Eva Gore-Booth did not just organise. As in the Lissadell suffrage meeting, she had a grasp of the issues, and she wrote on them in pamphlets, women’s magazines and in newspapers. In an article titled “Fair pay for women”in the Women’s Tribune she pointed out one issue that bedevilled women’s campaign for better pay: “People have some strange kind of idea that women do not really want money as much as men do”10. She pointed out that keeping women’s wages down only led to the replacement of male workers with female. In a pamphlet called Women Workers and Parliamentary Representation, she noted that, however reasonable the idea that women’s wages merely helped out the male breadwinner might have been in the past, it was no longer true11.

Women Workers and Parliamentary Representation was aimed at the Labour Representation Committee (LRC), a precursor to the modern Labour Party. The LRC was affiliated with the textile trade unions, thus was funded largely by women workers, yet they did understand why women would need representation in parliament, given they were supported by a male breadwinner (a similar argument to that given by James Mill and refuted by Doyle-Wheeler and Thompson in 1825). Worse, when in 1902 David Shackleton promised to support women suffrage to a deputation including the Pankhursts, Dickson, Roper and Gore-Booth, he reneged on his promise when elected12 Despite this, Gore-Booth continued to campaign for votes for women, aware that the possibilities of reform offered by the WTUC were limited.

Stained class window depicting mill machinery, a woman in profile and ribbons saying "equal pay", "votes for women", "roses and bread" (slogans of suffrage and social justice movements)
Detail of the Belfast Women’s Window, Belfast City Hall. Courtesy Donal Lyons.

In Women’s wages and the franchise and certain legislative proposals(1906)13, Gore-Booth outlined why the franchise was necessary to improve women’s lives. The wages of the five million women working in mills and workshops were depressed compared to those of men. This was due to the law of supply and demand. Women were restricted from many professions and types of labour. Even if not explicitly barred, they often found it difficult to obtain training in skilled trades. Therefore in the few trades that accepted them there was an oversupply, meaning that an educated female school teacher earned less than an uneducated male spinner, for example.

Trade unions, Gore-Booth argued, tried to fight “the evil of female labour”, but there were too many female workers for that to be possible. Therefore they turned to parliament and legislation to protect their labour from competition with women. The result was the further restriction of trades for women, with legislation proposed to prevent them taking part in “dangerous performances” and to work as barmaids due to concerns of encouraging “immoral tendencies”14.

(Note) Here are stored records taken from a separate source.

//! # Schema Catalog
//!
//! The closed set of named type definitions, keyed by name.
//!
//! A catalog is populated through a [`CatalogBuilder`] and frozen by
//! [`CatalogBuilder::build`], which checks that the table is closed:
//!
//! - every named reference resolves to a definition, and
//! - every reference cycle passes through a node that descends into the
//!   value (record, map, array, tuple, or variant), so recursion is bounded
//!   by the size of the input.
//!
//! A built [`SchemaCatalog`] is immutable. Validators borrow it; it can be
//! shared across threads without coordination.

use std::collections::{BTreeMap, BTreeSet};

use sxg_core::CatalogError;

use crate::node::SchemaNode;

/// Accumulates definitions before they are frozen into a [`SchemaCatalog`].
#[derive(Debug, Default)]
pub struct CatalogBuilder {
    types: BTreeMap<String, SchemaNode>,
}

impl CatalogBuilder {
    /// Start an empty catalog.
    pub fn new() -> Self {
        Self::default()
    }

    /// Register `node` under `name`.
    ///
    /// # Errors
    ///
    /// Returns `CatalogError::DuplicateDefinition` if `name` is already defined.
    pub fn define(&mut self, name: impl Into<String>, node: SchemaNode) -> Result<&mut Self, CatalogError> {
        let name = name.into();
        if self.types.contains_key(&name) {
            return Err(CatalogError::DuplicateDefinition { name });
        }
        self.types.insert(name, node);
        Ok(self)
    }

    /// Freeze the definitions into a catalog.
    ///
    /// # Errors
    ///
    /// Returns `CatalogError::UnresolvedReference` for a reference to an
    /// undefined name, or `CatalogError::UnguardedRecursion` for a cycle that
    /// never descends into the value.
    pub fn build(self) -> Result<SchemaCatalog, CatalogError> {
        for (name, node) in &self.types {
            let mut missing = None;
            node.for_each_reference(&mut |target| {
                if missing.is_none() && !self.types.contains_key(target) {
                    missing = Some(target.to_string());
                }
            });
            if let Some(target) = missing {
                return Err(CatalogError::UnresolvedReference {
                    referrer: name.clone(),
                    target,
                });
            }
        }

        check_guarded_recursion(&self.types)?;

        tracing::debug!(types = self.types.len(), "schema catalog built");
        Ok(SchemaCatalog { types: self.types })
    }
}

/// Reject any cycle in the graph of unguarded references (references reached
/// through other references and union alternatives only).
fn check_guarded_recursion(types: &BTreeMap<String, SchemaNode>) -> Result<(), CatalogError> {
    #[derive(Clone, Copy, PartialEq)]
    enum Mark {
        Visiting,
        Done,
    }

    fn visit<'a>(
        name: &'a str,
        types: &'a BTreeMap<String, SchemaNode>,
        marks: &mut BTreeMap<&'a str, Mark>,
    ) -> Result<(), CatalogError> {
        match marks.get(name) {
            Some(Mark::Done) => return Ok(()),
            Some(Mark::Visiting) => {
                return Err(CatalogError::UnguardedRecursion {
                    name: name.to_string(),
                })
            }
            None => {}
        }
        marks.insert(name, Mark::Visiting);
        if let Some(node) = types.get(name) {
            let mut next = Vec::new();
            node.for_each_unguarded_reference(&mut |target| next.push(target));
            for target in next {
                visit(target, types, marks)?;
            }
        }
        marks.insert(name, Mark::Done);
        Ok(())
    }

    let mut marks = BTreeMap::new();
    for name in types.keys() {
        visit(name, types, &mut marks)?;
    }
    Ok(())
}

/// An immutable, closed table of named schema definitions.
#[derive(Debug, Clone)]
pub struct SchemaCatalog {
    types: BTreeMap<String, SchemaNode>,
}

impl SchemaCatalog {
    /// Start building a catalog.
    pub fn builder() -> CatalogBuilder {
        CatalogBuilder::new()
    }

    /// Look up a definition by name.
    ///
    /// # Errors
    ///
    /// Returns `CatalogError::UnknownType` if `name` is not defined.
    pub fn resolve(&self, name: &str) -> Result<&SchemaNode, CatalogError> {
        self.types.get(name).ok_or_else(|| CatalogError::UnknownType {
            name: name.to_string(),
        })
    }

    /// Whether `name` is defined.
    pub fn contains(&self, name: &str) -> bool {
        self.types.contains_key(name)
    }

    /// Defined names, sorted alphabetically.
    pub fn names(&self) -> impl Iterator<Item = &str> {
        self.types.keys().map(String::as_str)
    }

    /// Number of definitions.
    pub fn len(&self) -> usize {
        self.types.len()
    }

    /// Whether the catalog has no definitions.
    pub fn is_empty(&self) -> bool {
        self.types.is_empty()
    }

    /// Names transitively referenced from `name`, excluding `name` itself
    /// unless it is recursive.
    ///
    /// # Errors
    ///
    /// Returns `CatalogError::UnknownType` if `name` is not defined.
    pub fn dependencies(&self, name: &str) -> Result<BTreeSet<&str>, CatalogError> {
        let root = self.resolve(name)?;
        let mut seen = BTreeSet::new();
        let mut stack = vec![root];
        while let Some(node) = stack.pop() {
            let mut next = Vec::new();
            node.for_each_reference(&mut |target| next.push(target));
            for target in next {
                if seen.insert(target) {
                    // Build guarantees every reference resolves.
                    if let Some(node) = self.types.get(target) {
                        stack.push(node);
                    }
                }
            }
        }
        Ok(seen)
    }
}
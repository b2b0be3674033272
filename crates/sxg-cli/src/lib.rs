//! # sxg-cli: SXG Command-Line Interface
//!
//! Provides the `sxg` binary for checking gateway RPC payloads captured
//! from a node or explorer session.
//!
//! ## Subcommands
//!
//! - `sxg validate <TYPE> [PATH]`: validate a JSON/YAML payload
//! - `sxg types`: list gateway type names
//! - `sxg describe <TYPE>`: print a type's shape
//!
//! ## Crate Policy
//!
//! - Argument parsing is separated from validation logic.
//! - Handlers delegate to `sxg-schema`; no schema logic lives here.

pub mod catalog;
pub mod document;
pub mod validate;

use std::path::Path;

use anyhow::{Context, Result};
use sxg_core::ValidatorConfig;

/// Resolve the effective validator configuration.
///
/// Precedence, lowest first: built-in defaults, the YAML file at `path`,
/// `SXG_MAX_DEPTH`, then the explicit `max_depth` override.
pub fn resolve_config(path: Option<&Path>, max_depth: Option<usize>) -> Result<ValidatorConfig> {
    let base = match path {
        Some(path) => ValidatorConfig::load(path)
            .with_context(|| format!("failed to load config {}", path.display()))?,
        None => ValidatorConfig::default(),
    };
    let mut config = base.with_env_overrides()?;
    if let Some(depth) = max_depth {
        config.max_depth = Some(depth);
    }
    Ok(config)
}
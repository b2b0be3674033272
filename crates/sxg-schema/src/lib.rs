//! # sxg-schema: Schema Catalog & Structural Validation
//!
//! Verifies that decoded RPC payloads conform to the recursive type
//! definitions of the Sui gateway protocol before any caller trusts their
//! fields.
//!
//! ## Schema Catalog (`node`, `catalog`)
//!
//! [`SchemaNode`] is the type universe: primitives, literal sets, records,
//! maps, arrays, tuples, ordered unions, tagged variants, and named
//! references. A [`CatalogBuilder`] collects named definitions and freezes
//! them into an immutable [`SchemaCatalog`], rejecting duplicate names,
//! dangling references, and reference cycles that never consume input.
//!
//! ## Validation (`validate`)
//!
//! [`Validator`] borrows a catalog and answers `validate(value, schema)`,
//! a total boolean verdict. [`Validator::check`] returns the first failing
//! location as a [`Mismatch`]; [`Validator::narrow`] returns a typed
//! [`Verified`] witness.
//!
//! ## Gateway Catalog (`gateway`)
//!
//! [`gateway::catalog`] defines the object, transaction, certificate, and
//! effects types; [`gateway::types`] holds one marker per definition.
//!
//! ## Crate Policy
//!
//! - Depends only on `sxg-core` internally.
//! - The catalog is passed explicitly; there is no global registry.
//! - Malformed input is never an error or a panic, only a false verdict.

pub mod catalog;
pub mod gateway;
pub mod node;
pub mod validate;

pub use catalog::{CatalogBuilder, SchemaCatalog};
pub use node::{Field, Primitive, SchemaNode};
pub use validate::{CatalogType, Mismatch, MismatchReason, PathSegment, SchemaRef, Validator, Verified};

All this was due, Gore-Booth concluded, to the lack of the franchise. Since women could not vote, their needs and concerns were not considered when restrictive employment legislation was proposed. This was why Gore-Booth lobbied so hard for the LRC to support the votes for women cause, support that was offically given in 190415.

The proposal to ban barmaids made it into a bill to overhaul licencing of public houses, proposed in 1908. It allowed local magistrates to insist a publican could only be licenced if he refuse to employ women . This bill was supported not only by the proposing Liberal government but by senior members of the Labour Party including Ramsay MacDonald and David Shackleton. The barmaids had no union, and on foot of this proposal Eva Gore-Booth established the Barmaids’ Political Defence League and organised approaches to the Home Secretary to point out the effect of throwing thousands of women out of work.

Winston Churchill had become a key figure in the debate, backing the new power for magistrates. When he had to stand for re-election as MP after his appointment to the Cabinet, Gore-Booth backed the Conservative candidate, Joynson-Hicks. Joynson-Hicks disagreed with Gore-Booth and her co-campaigner Constance Markievicz on most issues, but he supported the barmaids, and after a colourful campaign (outlined here in History Ireland), he unexpectedly defeated Churchill. The barmaid’s campaign gained momentum, resulting in the mass rejection of the licencing bill by MPs16.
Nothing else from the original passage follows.